++++ Records to process ++++

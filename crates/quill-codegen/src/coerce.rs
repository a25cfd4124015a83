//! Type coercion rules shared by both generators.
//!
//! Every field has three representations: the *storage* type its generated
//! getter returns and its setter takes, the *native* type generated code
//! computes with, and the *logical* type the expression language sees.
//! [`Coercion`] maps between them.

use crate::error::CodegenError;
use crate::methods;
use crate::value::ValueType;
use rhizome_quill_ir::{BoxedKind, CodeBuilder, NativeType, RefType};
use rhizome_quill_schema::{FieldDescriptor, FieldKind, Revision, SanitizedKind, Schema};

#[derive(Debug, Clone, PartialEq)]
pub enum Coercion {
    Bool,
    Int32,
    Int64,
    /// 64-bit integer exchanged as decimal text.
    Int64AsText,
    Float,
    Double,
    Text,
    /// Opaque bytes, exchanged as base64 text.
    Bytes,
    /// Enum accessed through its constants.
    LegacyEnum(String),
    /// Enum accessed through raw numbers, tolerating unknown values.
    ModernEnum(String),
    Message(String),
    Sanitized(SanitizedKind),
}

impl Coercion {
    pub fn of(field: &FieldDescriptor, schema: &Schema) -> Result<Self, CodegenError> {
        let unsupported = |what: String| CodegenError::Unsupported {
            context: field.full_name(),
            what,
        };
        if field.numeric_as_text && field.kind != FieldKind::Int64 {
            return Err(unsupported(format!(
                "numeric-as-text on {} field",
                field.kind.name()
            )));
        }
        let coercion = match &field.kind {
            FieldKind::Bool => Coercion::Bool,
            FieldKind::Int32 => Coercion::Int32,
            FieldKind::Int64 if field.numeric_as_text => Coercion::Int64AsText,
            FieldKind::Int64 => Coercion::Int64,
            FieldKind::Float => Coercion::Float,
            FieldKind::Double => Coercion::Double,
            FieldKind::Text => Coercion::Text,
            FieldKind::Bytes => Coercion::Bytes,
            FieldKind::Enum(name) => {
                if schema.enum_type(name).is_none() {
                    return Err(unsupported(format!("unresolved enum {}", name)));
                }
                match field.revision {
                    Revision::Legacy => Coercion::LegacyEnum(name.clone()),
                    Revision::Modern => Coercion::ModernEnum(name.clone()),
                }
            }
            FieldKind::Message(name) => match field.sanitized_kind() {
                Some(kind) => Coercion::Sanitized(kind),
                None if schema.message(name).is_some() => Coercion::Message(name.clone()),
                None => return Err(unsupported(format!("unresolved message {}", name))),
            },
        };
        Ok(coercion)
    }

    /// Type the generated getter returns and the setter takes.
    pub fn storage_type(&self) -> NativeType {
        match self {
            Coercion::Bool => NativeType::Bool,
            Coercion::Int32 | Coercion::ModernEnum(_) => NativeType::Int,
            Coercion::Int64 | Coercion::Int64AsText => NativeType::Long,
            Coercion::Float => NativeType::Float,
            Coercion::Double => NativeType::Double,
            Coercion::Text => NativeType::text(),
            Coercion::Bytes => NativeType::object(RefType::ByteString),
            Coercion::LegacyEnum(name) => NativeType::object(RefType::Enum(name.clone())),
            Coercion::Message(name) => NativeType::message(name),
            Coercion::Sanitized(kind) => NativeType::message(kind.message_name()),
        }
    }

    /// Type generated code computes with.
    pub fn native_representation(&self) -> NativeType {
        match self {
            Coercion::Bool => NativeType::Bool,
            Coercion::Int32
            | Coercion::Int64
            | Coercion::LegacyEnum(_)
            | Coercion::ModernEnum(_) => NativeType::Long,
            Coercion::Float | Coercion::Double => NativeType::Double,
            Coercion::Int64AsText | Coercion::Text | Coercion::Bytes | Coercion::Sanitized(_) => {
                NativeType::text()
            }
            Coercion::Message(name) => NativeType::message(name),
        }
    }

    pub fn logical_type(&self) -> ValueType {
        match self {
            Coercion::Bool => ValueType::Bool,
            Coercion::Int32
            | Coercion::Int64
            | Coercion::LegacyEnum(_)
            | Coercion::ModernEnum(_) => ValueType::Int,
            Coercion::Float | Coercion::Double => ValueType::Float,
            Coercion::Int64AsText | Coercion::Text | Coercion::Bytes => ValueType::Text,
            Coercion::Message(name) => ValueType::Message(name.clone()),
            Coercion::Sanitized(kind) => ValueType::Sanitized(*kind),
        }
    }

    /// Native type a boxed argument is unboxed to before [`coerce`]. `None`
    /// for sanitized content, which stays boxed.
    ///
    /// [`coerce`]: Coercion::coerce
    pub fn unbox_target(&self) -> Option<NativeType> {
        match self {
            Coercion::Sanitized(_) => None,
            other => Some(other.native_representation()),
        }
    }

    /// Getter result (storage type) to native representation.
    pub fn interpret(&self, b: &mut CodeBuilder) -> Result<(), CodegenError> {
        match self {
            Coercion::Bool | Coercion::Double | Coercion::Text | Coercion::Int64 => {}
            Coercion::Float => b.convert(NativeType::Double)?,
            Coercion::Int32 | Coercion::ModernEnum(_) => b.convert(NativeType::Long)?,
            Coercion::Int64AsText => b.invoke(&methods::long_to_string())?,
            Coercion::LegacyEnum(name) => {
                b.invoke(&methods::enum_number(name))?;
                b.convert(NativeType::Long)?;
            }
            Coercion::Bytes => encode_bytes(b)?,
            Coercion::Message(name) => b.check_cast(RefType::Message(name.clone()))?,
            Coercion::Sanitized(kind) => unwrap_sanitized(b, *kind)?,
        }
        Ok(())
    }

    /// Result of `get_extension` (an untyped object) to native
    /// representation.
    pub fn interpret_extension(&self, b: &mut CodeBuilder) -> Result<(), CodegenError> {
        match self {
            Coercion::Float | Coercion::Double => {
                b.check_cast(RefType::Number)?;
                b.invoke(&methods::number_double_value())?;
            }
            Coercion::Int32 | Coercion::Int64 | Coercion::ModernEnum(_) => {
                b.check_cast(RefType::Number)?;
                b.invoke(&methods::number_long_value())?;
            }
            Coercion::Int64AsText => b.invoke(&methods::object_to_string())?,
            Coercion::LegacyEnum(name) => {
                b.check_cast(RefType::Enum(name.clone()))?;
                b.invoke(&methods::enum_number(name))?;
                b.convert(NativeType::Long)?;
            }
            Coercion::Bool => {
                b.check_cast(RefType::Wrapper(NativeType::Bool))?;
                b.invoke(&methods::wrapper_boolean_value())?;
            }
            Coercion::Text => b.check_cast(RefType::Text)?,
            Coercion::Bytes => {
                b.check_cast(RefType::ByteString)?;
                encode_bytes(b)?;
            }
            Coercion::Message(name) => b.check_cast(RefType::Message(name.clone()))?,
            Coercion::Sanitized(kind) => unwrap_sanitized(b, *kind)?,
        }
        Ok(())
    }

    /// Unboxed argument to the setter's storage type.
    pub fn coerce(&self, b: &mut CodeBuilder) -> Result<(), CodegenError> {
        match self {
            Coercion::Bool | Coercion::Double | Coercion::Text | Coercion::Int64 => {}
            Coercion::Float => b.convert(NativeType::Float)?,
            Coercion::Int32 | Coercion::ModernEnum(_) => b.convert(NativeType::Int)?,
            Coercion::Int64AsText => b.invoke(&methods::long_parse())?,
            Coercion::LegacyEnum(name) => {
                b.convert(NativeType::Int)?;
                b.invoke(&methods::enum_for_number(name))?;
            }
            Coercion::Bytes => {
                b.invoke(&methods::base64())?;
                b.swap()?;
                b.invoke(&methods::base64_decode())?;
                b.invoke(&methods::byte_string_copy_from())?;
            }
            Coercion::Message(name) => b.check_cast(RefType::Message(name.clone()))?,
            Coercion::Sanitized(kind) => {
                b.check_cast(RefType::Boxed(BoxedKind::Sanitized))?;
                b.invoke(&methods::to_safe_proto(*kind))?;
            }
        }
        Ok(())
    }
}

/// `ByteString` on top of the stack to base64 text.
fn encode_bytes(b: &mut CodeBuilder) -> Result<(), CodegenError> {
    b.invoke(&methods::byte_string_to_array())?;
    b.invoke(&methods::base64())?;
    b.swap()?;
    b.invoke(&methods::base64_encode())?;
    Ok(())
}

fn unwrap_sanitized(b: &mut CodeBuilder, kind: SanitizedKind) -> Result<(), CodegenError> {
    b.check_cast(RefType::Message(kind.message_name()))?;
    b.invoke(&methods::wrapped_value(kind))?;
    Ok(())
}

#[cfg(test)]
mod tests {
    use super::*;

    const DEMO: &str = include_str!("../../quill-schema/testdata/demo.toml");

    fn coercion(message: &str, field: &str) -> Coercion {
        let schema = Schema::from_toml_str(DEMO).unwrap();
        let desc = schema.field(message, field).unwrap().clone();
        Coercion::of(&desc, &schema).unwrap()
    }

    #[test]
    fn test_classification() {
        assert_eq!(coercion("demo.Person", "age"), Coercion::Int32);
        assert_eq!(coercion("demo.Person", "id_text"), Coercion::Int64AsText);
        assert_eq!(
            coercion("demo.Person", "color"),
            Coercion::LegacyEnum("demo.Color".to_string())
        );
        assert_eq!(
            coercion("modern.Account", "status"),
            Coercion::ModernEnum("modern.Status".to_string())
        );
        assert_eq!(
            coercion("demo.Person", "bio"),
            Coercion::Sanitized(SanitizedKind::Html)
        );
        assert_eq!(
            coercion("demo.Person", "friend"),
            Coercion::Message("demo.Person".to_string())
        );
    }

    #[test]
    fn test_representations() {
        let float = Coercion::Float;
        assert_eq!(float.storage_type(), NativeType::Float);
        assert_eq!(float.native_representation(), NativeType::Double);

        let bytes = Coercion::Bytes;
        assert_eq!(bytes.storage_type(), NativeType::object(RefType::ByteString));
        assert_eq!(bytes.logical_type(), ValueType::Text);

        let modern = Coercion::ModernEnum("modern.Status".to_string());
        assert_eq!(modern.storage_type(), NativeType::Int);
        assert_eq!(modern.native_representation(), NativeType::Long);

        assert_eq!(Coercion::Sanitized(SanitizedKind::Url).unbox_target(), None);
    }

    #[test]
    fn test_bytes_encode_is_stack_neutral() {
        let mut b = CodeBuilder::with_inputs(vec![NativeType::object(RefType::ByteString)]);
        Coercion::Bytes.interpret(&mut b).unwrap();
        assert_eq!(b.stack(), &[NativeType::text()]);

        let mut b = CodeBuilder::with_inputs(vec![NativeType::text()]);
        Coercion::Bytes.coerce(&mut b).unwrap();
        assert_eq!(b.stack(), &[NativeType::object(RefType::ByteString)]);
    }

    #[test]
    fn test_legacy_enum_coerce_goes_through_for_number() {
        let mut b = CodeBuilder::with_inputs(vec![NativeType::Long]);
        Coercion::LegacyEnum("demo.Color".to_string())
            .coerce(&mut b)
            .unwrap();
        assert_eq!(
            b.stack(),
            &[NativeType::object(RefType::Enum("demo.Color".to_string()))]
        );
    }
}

++++
++++ Records to process ++++

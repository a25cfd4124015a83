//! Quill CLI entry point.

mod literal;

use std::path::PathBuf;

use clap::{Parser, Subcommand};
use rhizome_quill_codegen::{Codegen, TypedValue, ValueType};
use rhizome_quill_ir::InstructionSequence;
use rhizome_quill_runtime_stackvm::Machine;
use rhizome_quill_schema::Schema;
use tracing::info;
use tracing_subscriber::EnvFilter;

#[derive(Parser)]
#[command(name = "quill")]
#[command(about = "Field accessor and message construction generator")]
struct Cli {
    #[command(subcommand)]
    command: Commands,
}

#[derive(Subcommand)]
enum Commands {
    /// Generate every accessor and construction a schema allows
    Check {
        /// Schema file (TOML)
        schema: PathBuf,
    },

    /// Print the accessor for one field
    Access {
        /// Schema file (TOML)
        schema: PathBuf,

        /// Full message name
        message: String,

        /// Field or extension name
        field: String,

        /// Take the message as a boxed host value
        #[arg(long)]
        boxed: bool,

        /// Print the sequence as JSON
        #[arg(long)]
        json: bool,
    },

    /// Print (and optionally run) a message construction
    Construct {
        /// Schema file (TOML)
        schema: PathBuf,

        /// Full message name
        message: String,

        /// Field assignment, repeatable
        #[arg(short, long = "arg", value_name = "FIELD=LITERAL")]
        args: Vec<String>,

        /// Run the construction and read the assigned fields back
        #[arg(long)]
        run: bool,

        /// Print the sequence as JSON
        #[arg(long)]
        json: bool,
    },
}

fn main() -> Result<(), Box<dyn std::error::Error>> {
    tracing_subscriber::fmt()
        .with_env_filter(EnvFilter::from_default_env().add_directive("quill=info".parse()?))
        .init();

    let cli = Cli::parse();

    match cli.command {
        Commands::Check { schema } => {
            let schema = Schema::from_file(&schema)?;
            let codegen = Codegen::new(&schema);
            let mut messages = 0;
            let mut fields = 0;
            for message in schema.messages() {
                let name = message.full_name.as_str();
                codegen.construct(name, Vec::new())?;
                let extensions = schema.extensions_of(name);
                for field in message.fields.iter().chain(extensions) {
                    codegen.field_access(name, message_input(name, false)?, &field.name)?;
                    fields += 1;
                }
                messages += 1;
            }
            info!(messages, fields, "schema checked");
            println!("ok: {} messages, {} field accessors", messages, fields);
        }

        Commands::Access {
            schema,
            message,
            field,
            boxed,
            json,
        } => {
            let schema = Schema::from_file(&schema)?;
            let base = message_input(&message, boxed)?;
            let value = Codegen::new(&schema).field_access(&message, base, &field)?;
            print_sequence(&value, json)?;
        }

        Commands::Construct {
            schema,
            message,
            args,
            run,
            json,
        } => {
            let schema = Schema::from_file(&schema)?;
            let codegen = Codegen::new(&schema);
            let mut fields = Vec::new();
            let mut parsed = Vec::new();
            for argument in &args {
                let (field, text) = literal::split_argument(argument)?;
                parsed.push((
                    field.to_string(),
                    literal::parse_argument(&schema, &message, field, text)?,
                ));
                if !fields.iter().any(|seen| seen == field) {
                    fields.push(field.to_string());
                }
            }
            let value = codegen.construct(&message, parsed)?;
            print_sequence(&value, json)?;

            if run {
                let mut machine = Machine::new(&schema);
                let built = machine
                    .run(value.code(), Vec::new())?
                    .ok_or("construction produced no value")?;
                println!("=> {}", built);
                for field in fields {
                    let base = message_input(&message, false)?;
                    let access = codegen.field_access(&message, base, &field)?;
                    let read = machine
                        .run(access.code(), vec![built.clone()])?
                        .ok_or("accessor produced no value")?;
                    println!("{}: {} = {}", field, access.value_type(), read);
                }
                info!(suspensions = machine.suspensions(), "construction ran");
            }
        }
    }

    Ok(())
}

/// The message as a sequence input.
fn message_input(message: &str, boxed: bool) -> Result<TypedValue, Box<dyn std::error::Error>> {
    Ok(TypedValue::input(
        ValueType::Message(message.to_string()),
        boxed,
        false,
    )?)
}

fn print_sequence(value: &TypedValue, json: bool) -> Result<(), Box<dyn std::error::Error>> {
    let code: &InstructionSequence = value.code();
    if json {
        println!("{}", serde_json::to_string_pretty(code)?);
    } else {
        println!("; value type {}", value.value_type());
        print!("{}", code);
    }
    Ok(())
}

++++

Requirement> Set down, from the entries above, exactly the lines from the one with "filename crates/quill-codegen/src/coerce.rs" up to and including the one with "the *native* type generated code", and no other lines.

Answer section>
filename crates/quill-codegen/src/coerce.rs
repository a25cfd4124015a83
//! Type coercion rules shared by both generators.
//!
//! Every field has three representations: the *storage* type its generated
//! getter returns and its setter takes, the *native* type generated code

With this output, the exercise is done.